▶ [Problem description]
Gather every line below where "defaults" appears.

(Data items)
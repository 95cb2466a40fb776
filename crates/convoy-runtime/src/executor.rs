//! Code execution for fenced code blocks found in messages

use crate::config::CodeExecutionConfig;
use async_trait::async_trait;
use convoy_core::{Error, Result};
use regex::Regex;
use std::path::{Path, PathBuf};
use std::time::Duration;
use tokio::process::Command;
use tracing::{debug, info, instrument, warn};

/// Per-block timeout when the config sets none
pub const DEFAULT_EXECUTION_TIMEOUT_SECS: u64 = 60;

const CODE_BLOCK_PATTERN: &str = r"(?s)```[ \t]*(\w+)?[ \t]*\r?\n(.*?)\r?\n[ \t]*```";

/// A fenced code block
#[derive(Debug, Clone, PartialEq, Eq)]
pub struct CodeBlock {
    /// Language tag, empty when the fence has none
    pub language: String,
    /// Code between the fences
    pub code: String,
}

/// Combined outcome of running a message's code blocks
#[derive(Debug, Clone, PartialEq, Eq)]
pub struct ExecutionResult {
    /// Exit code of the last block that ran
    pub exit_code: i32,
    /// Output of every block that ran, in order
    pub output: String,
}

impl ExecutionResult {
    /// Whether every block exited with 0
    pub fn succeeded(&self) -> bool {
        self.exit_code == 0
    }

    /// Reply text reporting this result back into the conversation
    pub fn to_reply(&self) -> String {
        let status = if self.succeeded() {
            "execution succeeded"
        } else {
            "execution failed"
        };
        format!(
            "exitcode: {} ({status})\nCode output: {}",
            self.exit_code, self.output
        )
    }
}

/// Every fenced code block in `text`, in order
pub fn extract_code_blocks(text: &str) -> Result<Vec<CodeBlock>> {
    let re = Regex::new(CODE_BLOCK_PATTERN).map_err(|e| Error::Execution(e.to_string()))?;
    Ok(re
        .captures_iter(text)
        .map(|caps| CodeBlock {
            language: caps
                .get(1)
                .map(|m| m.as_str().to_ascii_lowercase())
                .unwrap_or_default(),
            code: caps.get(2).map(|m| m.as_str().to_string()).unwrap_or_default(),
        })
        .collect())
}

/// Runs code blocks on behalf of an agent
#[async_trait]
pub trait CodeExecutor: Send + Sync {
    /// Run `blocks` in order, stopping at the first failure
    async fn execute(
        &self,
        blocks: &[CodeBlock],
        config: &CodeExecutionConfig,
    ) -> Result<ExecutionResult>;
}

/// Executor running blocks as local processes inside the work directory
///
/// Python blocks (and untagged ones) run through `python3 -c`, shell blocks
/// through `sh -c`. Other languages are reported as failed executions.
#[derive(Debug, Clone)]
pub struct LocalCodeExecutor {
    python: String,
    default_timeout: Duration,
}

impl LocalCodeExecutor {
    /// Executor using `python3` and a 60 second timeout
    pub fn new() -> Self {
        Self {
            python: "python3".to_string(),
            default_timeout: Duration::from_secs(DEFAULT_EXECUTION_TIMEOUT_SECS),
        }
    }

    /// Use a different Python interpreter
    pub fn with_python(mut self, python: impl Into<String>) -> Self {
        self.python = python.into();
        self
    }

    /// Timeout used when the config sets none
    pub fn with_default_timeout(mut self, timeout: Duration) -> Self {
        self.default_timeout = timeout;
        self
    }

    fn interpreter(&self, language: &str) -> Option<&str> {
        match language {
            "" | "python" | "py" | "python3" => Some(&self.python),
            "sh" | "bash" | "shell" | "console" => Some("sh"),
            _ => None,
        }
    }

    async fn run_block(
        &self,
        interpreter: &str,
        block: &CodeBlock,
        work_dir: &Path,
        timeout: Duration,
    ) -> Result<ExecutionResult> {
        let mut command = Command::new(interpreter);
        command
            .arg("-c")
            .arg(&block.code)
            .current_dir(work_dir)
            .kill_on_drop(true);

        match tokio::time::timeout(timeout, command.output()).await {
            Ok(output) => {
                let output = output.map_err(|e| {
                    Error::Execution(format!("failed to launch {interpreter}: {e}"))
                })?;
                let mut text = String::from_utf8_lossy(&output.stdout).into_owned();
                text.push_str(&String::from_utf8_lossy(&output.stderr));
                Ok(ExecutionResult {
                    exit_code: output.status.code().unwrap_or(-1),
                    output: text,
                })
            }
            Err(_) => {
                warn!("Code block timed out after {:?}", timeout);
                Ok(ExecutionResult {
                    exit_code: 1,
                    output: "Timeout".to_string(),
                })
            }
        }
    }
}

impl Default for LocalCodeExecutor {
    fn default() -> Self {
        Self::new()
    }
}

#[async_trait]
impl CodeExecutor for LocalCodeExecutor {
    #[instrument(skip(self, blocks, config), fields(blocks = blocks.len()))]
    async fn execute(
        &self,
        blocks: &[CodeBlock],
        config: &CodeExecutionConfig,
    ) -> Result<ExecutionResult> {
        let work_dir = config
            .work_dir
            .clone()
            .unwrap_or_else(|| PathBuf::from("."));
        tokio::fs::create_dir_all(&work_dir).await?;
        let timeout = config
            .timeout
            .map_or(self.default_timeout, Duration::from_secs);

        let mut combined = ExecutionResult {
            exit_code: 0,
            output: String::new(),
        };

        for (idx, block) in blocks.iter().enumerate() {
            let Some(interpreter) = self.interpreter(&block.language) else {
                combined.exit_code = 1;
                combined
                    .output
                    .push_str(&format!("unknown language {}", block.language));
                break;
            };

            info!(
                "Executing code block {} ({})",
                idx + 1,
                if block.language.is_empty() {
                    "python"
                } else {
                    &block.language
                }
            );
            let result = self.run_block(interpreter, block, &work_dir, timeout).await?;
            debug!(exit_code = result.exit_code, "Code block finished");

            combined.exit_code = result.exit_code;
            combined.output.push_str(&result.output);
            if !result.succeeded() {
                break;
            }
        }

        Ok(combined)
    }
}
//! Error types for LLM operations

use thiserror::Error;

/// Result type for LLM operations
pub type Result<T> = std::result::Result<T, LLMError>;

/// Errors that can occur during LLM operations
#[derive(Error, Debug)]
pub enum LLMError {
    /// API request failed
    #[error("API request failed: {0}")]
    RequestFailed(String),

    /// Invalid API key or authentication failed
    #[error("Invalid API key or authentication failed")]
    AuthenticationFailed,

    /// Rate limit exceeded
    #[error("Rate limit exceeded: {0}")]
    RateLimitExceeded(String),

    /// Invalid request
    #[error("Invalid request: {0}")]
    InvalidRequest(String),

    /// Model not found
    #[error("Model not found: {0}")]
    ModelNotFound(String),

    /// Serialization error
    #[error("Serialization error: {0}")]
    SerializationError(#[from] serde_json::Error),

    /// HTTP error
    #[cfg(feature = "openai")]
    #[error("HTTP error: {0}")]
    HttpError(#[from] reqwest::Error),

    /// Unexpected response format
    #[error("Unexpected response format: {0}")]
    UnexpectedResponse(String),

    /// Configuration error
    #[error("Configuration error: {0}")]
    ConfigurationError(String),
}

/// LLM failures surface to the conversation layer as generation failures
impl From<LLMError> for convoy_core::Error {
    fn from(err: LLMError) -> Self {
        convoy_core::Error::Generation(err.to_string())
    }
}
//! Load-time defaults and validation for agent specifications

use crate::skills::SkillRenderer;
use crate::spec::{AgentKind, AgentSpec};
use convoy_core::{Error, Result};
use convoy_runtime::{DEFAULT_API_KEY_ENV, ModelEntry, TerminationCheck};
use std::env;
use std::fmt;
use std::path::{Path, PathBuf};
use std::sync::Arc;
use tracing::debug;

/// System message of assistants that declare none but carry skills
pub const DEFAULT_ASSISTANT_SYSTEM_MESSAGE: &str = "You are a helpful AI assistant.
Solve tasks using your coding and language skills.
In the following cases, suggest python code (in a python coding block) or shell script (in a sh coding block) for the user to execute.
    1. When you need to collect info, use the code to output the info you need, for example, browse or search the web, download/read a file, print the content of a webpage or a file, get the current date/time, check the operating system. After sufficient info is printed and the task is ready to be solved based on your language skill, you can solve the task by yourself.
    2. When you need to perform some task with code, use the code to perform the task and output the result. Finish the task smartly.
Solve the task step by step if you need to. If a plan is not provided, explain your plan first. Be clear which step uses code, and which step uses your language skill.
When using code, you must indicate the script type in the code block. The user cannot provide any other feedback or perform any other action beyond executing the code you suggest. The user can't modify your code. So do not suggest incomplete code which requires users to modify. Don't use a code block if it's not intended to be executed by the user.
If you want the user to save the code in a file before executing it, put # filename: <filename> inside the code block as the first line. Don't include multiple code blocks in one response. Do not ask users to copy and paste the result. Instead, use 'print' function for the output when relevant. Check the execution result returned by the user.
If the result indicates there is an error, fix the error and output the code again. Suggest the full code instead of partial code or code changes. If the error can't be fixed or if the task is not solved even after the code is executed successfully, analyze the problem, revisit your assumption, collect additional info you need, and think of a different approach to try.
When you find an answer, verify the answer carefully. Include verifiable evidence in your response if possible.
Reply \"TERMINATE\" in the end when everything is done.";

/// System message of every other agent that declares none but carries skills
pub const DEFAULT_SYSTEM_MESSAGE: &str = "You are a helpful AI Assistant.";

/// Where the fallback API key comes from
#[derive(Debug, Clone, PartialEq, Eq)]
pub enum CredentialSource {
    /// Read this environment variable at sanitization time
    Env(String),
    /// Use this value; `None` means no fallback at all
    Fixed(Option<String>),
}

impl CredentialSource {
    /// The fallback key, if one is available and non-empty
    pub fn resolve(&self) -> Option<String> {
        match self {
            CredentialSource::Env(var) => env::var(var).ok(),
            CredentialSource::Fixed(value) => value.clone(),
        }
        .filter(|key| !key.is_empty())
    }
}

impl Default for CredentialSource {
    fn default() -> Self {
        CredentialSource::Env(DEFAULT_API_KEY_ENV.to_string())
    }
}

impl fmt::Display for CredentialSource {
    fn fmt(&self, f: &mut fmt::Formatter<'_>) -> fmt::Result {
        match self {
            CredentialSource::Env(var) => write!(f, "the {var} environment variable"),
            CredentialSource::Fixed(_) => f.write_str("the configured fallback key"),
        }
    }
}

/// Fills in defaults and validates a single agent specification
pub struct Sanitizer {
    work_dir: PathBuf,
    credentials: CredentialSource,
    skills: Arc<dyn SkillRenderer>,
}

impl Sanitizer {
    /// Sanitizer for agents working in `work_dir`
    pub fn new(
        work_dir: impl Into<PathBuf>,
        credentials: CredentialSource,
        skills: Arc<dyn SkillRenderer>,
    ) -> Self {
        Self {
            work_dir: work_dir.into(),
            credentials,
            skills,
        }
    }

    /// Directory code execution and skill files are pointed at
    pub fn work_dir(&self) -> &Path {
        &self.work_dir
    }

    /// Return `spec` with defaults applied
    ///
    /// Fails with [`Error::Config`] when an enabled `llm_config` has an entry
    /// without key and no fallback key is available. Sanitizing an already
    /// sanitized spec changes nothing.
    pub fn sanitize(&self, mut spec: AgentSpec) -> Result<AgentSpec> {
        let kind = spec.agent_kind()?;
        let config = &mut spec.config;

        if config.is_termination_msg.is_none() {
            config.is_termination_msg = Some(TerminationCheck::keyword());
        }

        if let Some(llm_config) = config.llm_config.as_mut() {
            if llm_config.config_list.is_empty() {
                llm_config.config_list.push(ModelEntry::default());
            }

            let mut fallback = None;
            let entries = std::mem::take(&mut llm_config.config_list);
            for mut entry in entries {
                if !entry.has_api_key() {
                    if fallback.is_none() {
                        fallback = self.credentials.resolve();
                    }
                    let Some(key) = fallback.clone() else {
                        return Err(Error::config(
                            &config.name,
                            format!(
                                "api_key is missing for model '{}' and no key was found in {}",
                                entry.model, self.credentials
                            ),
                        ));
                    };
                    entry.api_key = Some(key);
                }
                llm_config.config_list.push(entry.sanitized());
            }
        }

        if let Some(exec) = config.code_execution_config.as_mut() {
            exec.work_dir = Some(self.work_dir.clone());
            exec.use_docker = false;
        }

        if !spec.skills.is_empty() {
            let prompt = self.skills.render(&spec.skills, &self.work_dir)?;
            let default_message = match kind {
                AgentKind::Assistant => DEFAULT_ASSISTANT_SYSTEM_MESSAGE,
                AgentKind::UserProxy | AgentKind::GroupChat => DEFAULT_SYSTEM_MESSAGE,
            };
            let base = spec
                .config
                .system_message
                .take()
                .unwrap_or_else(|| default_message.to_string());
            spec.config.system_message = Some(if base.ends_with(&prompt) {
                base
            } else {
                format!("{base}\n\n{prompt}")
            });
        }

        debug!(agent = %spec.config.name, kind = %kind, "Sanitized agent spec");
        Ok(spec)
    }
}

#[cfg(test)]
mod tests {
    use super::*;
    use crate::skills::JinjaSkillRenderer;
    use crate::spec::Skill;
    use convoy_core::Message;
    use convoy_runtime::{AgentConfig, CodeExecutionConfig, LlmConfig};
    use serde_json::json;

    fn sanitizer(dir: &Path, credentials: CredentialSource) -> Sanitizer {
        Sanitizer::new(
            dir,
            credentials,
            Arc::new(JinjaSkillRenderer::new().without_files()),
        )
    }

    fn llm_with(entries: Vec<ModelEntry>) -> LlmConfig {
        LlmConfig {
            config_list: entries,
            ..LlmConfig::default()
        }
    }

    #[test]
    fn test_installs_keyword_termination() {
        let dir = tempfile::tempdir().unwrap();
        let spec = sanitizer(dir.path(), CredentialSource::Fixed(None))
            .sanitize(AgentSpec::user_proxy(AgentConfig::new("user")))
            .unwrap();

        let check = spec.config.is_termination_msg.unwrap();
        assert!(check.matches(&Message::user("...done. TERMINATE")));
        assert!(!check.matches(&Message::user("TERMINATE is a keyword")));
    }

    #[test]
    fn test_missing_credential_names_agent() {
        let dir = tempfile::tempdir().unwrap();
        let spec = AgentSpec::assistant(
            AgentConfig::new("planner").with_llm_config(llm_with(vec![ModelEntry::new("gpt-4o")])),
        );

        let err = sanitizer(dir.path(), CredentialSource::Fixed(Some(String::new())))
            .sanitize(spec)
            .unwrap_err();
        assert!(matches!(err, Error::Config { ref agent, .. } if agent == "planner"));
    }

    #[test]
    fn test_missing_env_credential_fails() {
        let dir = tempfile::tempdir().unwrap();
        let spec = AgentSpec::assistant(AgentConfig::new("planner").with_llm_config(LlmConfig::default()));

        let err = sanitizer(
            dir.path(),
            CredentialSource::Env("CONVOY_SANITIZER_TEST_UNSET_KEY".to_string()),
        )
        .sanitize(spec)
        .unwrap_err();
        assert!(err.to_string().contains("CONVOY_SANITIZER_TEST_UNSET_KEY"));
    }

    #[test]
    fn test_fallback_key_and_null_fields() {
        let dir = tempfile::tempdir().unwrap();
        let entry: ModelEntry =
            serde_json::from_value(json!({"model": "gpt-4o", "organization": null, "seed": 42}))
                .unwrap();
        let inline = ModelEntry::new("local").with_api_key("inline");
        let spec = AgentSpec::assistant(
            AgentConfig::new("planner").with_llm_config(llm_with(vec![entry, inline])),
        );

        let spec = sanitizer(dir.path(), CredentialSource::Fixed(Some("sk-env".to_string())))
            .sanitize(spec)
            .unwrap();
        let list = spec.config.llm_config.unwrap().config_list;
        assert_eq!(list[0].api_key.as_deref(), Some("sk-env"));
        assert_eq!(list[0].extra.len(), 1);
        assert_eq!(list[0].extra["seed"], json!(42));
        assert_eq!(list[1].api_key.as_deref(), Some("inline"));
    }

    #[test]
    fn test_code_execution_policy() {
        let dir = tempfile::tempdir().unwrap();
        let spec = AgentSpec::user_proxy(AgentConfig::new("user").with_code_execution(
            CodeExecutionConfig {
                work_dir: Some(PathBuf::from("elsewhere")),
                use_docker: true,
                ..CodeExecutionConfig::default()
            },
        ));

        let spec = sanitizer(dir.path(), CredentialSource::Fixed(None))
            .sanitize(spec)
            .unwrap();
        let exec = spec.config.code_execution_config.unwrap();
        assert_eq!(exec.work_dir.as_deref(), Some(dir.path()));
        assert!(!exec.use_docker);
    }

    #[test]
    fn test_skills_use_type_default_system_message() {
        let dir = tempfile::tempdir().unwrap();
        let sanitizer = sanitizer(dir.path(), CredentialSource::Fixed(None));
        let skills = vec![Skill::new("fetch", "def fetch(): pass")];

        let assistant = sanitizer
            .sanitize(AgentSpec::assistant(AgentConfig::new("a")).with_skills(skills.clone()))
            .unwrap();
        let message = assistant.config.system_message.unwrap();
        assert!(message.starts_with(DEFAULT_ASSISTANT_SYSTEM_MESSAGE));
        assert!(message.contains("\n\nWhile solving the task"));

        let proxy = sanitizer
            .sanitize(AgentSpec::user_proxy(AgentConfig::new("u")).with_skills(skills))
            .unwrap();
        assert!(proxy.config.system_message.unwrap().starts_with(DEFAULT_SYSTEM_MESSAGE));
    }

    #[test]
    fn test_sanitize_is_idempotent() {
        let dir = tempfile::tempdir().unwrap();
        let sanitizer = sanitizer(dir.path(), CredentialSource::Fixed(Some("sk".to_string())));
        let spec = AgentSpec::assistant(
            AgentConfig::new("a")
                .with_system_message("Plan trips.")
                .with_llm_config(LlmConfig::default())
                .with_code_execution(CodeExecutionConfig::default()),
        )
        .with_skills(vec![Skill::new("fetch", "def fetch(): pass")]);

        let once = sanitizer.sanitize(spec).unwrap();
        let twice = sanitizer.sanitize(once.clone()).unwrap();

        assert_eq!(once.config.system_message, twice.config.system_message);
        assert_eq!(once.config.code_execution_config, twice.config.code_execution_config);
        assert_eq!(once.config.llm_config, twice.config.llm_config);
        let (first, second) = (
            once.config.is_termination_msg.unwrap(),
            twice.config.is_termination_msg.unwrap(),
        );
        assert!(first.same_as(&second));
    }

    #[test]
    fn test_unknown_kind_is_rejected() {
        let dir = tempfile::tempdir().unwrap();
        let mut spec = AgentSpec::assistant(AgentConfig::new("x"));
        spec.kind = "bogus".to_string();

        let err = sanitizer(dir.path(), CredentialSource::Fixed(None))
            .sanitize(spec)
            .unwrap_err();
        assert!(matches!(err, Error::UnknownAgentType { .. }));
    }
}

▶ [Expected answer]
//! Load-time defaults and validation for agent specifications
/// Fills in defaults and validates a single agent specification
    /// Return `spec` with defaults applied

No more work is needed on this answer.